» **WHAT THE EXERCISE ASKS**
Produce as output only the lines below starting at the line with "let text = read_input(&args.input)?;" and continuing through the line with "let mut text = String::new();", each one exactly as written.

=====

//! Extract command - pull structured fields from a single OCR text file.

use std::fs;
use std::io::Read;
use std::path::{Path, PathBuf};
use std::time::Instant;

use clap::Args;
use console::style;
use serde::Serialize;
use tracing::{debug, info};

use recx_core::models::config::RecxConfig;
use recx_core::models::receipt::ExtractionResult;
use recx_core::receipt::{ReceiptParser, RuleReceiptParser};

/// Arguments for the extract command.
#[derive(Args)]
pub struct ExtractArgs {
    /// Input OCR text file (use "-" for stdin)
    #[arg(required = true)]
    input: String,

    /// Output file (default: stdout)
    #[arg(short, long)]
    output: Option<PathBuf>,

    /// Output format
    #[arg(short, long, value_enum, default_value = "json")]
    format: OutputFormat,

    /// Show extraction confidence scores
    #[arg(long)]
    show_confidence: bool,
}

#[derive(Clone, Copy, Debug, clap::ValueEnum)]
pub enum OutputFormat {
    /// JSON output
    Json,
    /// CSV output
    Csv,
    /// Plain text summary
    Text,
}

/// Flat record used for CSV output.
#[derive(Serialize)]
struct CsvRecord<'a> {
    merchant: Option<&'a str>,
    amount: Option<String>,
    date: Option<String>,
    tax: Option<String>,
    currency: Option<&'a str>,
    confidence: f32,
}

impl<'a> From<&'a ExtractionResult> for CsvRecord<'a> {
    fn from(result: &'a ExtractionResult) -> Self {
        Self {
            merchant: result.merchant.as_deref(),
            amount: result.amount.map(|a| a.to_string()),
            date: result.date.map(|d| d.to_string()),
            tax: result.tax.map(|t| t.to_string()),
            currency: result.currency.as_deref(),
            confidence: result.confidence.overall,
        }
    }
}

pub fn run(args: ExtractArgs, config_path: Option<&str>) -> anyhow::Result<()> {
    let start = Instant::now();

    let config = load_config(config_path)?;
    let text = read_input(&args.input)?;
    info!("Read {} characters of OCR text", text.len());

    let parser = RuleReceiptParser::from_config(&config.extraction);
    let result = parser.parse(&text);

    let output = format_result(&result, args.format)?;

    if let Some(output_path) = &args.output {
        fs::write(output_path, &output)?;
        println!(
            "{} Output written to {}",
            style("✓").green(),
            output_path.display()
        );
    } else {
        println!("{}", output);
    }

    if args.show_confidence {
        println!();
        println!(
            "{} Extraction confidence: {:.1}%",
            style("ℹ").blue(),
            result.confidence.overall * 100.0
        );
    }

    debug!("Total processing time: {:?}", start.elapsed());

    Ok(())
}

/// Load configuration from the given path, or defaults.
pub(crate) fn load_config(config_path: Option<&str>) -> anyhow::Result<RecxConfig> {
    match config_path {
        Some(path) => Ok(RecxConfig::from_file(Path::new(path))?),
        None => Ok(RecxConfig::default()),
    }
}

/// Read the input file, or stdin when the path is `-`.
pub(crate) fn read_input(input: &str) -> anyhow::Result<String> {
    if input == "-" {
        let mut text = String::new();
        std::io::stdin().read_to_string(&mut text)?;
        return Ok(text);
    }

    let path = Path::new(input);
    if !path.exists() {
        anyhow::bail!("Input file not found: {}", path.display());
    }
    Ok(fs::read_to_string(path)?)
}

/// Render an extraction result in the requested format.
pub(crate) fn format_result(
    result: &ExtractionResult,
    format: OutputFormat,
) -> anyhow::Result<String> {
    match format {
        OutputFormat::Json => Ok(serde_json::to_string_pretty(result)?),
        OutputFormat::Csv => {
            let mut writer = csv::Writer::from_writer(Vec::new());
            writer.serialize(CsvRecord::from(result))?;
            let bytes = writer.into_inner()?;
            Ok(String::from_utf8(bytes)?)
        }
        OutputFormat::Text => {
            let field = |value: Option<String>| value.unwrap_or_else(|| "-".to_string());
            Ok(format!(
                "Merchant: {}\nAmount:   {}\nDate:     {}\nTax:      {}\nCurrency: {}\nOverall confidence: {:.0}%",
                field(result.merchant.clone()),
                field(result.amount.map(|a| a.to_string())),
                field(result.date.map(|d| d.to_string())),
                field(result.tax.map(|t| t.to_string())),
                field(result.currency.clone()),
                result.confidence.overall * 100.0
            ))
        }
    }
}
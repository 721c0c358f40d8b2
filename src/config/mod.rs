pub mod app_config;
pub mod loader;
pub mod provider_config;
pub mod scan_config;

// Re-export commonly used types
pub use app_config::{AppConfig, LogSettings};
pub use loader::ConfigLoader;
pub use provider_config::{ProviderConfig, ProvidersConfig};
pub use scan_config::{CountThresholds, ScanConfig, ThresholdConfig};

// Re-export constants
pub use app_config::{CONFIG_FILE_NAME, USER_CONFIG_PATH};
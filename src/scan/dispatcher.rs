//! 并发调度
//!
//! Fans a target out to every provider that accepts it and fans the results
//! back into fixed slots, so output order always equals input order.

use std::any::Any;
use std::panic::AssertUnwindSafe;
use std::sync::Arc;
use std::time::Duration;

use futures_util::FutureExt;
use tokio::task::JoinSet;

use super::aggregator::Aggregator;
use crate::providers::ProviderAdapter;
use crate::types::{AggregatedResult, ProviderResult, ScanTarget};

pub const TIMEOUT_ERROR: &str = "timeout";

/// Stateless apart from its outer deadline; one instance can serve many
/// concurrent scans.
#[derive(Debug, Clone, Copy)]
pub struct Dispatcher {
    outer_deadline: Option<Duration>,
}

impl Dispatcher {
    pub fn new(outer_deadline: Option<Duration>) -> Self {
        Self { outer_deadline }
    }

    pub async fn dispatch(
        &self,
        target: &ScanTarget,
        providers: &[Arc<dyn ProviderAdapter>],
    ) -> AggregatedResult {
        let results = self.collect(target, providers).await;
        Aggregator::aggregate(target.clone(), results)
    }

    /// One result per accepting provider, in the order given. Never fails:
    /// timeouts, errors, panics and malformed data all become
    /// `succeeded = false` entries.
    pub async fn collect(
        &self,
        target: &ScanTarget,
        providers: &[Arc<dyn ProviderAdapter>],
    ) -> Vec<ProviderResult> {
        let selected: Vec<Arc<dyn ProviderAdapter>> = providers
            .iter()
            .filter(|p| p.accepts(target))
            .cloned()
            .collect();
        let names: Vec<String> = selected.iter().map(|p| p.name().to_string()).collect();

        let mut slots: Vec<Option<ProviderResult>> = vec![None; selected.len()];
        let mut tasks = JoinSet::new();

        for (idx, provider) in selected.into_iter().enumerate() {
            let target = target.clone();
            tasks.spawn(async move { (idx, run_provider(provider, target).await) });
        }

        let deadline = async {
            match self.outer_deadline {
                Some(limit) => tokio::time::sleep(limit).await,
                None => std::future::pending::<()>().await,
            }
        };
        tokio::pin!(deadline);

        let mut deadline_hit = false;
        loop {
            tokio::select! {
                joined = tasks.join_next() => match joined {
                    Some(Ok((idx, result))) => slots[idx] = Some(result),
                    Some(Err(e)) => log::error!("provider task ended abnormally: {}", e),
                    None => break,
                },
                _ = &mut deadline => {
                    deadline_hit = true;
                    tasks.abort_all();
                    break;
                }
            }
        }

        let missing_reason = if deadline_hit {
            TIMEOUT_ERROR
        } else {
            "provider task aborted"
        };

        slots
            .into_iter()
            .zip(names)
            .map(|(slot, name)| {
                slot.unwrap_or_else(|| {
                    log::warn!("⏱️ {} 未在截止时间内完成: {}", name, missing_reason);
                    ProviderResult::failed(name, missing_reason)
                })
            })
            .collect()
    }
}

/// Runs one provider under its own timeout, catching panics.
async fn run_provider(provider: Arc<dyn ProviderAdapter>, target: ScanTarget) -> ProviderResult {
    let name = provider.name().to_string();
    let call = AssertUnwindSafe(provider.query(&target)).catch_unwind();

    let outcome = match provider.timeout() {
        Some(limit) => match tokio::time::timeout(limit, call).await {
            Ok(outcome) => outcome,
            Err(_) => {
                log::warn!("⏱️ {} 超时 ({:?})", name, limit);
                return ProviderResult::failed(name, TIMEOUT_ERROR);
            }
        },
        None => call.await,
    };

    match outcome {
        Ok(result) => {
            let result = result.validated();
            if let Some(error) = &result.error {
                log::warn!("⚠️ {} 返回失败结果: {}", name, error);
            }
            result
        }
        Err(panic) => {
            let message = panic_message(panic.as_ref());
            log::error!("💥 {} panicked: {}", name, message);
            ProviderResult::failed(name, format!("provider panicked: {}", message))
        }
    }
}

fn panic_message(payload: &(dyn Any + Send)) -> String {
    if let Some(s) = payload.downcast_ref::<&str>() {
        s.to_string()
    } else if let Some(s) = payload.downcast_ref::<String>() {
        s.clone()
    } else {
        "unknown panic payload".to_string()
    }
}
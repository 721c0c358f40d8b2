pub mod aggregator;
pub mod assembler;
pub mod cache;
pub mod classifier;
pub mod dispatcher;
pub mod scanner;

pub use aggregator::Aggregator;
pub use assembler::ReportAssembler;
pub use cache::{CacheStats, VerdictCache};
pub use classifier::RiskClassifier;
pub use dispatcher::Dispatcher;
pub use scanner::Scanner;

=====

» **TASK OUTPUT**
    let text = read_input(&args.input)?;
    info!("Read {} characters of OCR text", text.len());

    let parser = RuleReceiptParser::from_config(&config.extraction);
    let result = parser.parse(&text);

    let output = format_result(&result, args.format)?;

    if let Some(output_path) = &args.output {
        fs::write(output_path, &output)?;
        println!(
            "{} Output written to {}",
            style("✓").green(),
            output_path.display()
        );
    } else {
        println!("{}", output);
    }

    if args.show_confidence {
        println!();
        println!(
            "{} Extraction confidence: {:.1}%",
            style("ℹ").blue(),
            result.confidence.overall * 100.0
        );
    }

    debug!("Total processing time: {:?}", start.elapsed());

    Ok(())
}

/// Load configuration from the given path, or defaults.
pub(crate) fn load_config(config_path: Option<&str>) -> anyhow::Result<RecxConfig> {
    match config_path {
        Some(path) => Ok(RecxConfig::from_file(Path::new(path))?),
        None => Ok(RecxConfig::default()),
    }
}

/// Read the input file, or stdin when the path is `-`.
pub(crate) fn read_input(input: &str) -> anyhow::Result<String> {
    if input == "-" {
        let mut text = String::new();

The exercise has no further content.